Much has been written about this subject in the world of manufacturing, stemming primarily from the 1990’s work by Taiichi Ohno, called the Toyota Production System(“Lean”). More recently, the concepts have been applied to the general business management context, in a new book by Certified Turnaround Professional, Thomas H. Gray, titled “Business Techniques for Growth.”

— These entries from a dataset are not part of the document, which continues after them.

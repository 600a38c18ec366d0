use std::fmt;

use super::engine::ScoredDistrict;
use super::stats::mean;
use super::weights::{Category, SessionWeights};
use crate::data::DistrictTable;

/// Which end of the net-score ranking a profile looks at.
#[derive(Debug, Clone, Copy, PartialEq, Eq)]
pub enum Side {
    /// Highest net scores.
    Risk,
    /// Lowest net scores.
    Safe,
}

impl fmt::Display for Side {
    fn fmt(&self, f: &mut fmt::Formatter<'_>) -> fmt::Result {
        match self {
            Side::Risk => write!(f, "highest-risk"),
            Side::Safe => write!(f, "safest"),
        }
    }
}

/// One factor's subset mean against the all-district mean.
#[derive(Debug, Clone, PartialEq)]
pub struct FactorRatio {
    pub factor: String,
    /// `None` for the crime-count row.
    pub category: Option<Category>,
    pub subset_mean: f64,
    pub overall_mean: f64,
    /// `subset_mean / overall_mean`; `None` when the overall mean is 0.
    pub ratio: Option<f64>,
}

#[derive(Debug, Clone, PartialEq)]
pub struct PatternProfile {
    pub side: Side,
    /// Selected district names, most extreme first.
    pub districts: Vec<String>,
    pub ratios: Vec<FactorRatio>,
}

/// Profile the `n` highest (or lowest) net-score districts.
///
/// `scored` must be `compute(table, ..)` output, i.e. in table order. Ratios
/// cover every weighted factor, risk first, then the crime count.
pub fn profile(
    table: &DistrictTable,
    scored: &[ScoredDistrict],
    weights: &SessionWeights,
    side: Side,
    n: usize,
) -> PatternProfile {
    let mut order: Vec<usize> = (0..scored.len().min(table.len())).collect();
    let key = |i: usize| {
        let v = scored[i].net_score;
        if v.is_nan() {
            0.0
        } else {
            v
        }
    };
    match side {
        Side::Risk => order.sort_by(|&a, &b| key(b).total_cmp(&key(a))),
        Side::Safe => order.sort_by(|&a, &b| key(a).total_cmp(&key(b))),
    }
    order.truncate(n);

    let subset_mean = |values: &[f64]| {
        let picked: Vec<f64> = order.iter().map(|&i| values[i]).collect();
        mean(&picked).unwrap_or(0.0)
    };
    let ratio_for = |factor: &str, category: Option<Category>, values: Vec<f64>| {
        let overall_mean = mean(&values).unwrap_or(0.0);
        let subset_mean = subset_mean(&values);
        FactorRatio {
            factor: factor.to_string(),
            category,
            subset_mean,
            overall_mean,
            ratio: (overall_mean != 0.0).then(|| subset_mean / overall_mean),
        }
    };

    let mut ratios: Vec<FactorRatio> = weights
        .factors()
        .map(|(category, f)| ratio_for(&f.name, Some(category), table.factor_values(&f.name)))
        .collect();
    ratios.push(ratio_for(&table.crime_label, None, table.crime_counts()));

    PatternProfile {
        side,
        districts: order.iter().map(|&i| scored[i].name.clone()).collect(),
        ratios,
    }
}
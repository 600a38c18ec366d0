pub mod formatter;

pub use formatter::{
    format_correlation, format_count, format_fit, format_factor_table, format_patterns, format_population,
    format_score, format_scored_table, format_trend, format_tsv, should_use_colors, truncate_name,
};
pub mod config;
pub mod data;
pub mod logging;
pub mod output;
pub mod scoring;
pub mod session;
pub mod stderr_buffer;
pub mod tui;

While his book goes well beyond controlling waste as an element of growth and success, I was struck by how relevant the waste points are for every startup and every small business. Thus I am morphing the points here, with specific focus on the entrepreneur, who would never think of themselves in the context of automobile manufacturing:
- Offering too many products and services concurrently. In the startup world, this is often seen as a lack of focus. Trying to do too many things with too few resources, usually means the startup will not shine at anything, and will not survive the competition. That’s a deadly waste you can’t afford. My advice is to keep it simple, and do it well.
- Inventory and features added too soon. Inventory is money sitting idly by, adding no value. For market changing products, build first a minimally viable product (MVP), and never build products for sale until you have real orders in hand. More features and inventory added early will be wasted as you will need to pivot to match the real market.
- Bottlenecks to team productivity. Time utilization inefficiency is wasted time. Make sure you are not the bottleneck for your team. Many entrepreneurs insist on making every decision, and spend too much time working in the business, rather than on the business. The result is lower productivity all around. Hire real help and learn to delegate.
- Lack of communication. Communication is the fuel that controls the speed of startups. Delays in sharing, or lack of communication from the top, result in time and effort wasted, adding no value to the business. As an entrepreneur, you need a visible business plan and weekly team meetings, so everyone is working on current issues and real goals.
- Poor or too many business processes. Business processes can be your biggest time saver, or your biggest waste. Productive processes start with a plan, and end with metrics that measure value delivered. Entrepreneurs have to embrace creativity and change, yet move quickly with trained teams who can deliver repeatable processes.
- Focus on activities rather than results. Too many entrepreneurs confuse action with momentum and results. Focus on the 20% of your important tasks that will deliver 80% of the results. Judiciously apply 20% of your energy where it will achieve 80% of the momentum you desire. Then always measure customer results, not work.
- Defective products and services. Poor quality products and poor customer service are doubly deadly wastes. You lose the customer you paid to acquire, and the unhappy customer spreads the word to potential customers that you are spending marketing resources on, but will never win. Recovery efforts are wasted resource which rarely succeeds.
- Underutilizing people skills. When people can do more than they are asked or motivated to do, the money spent on others doing that work is waste. The solution is to maximize your own staff productivity first. Recognize and reward the people who excel, provide training, and challenge the team to invent new methods for significant change.
Entrepreneurs and small business always operate on the edge. There is no cushion. Waste means death. Are you as an entrepreneur really ready to deal with the new technology, new regulations, and a new workforce schooled in the digital age? How much time have you spent learning to use the practical techniques and new tools available? It won’t be wasted.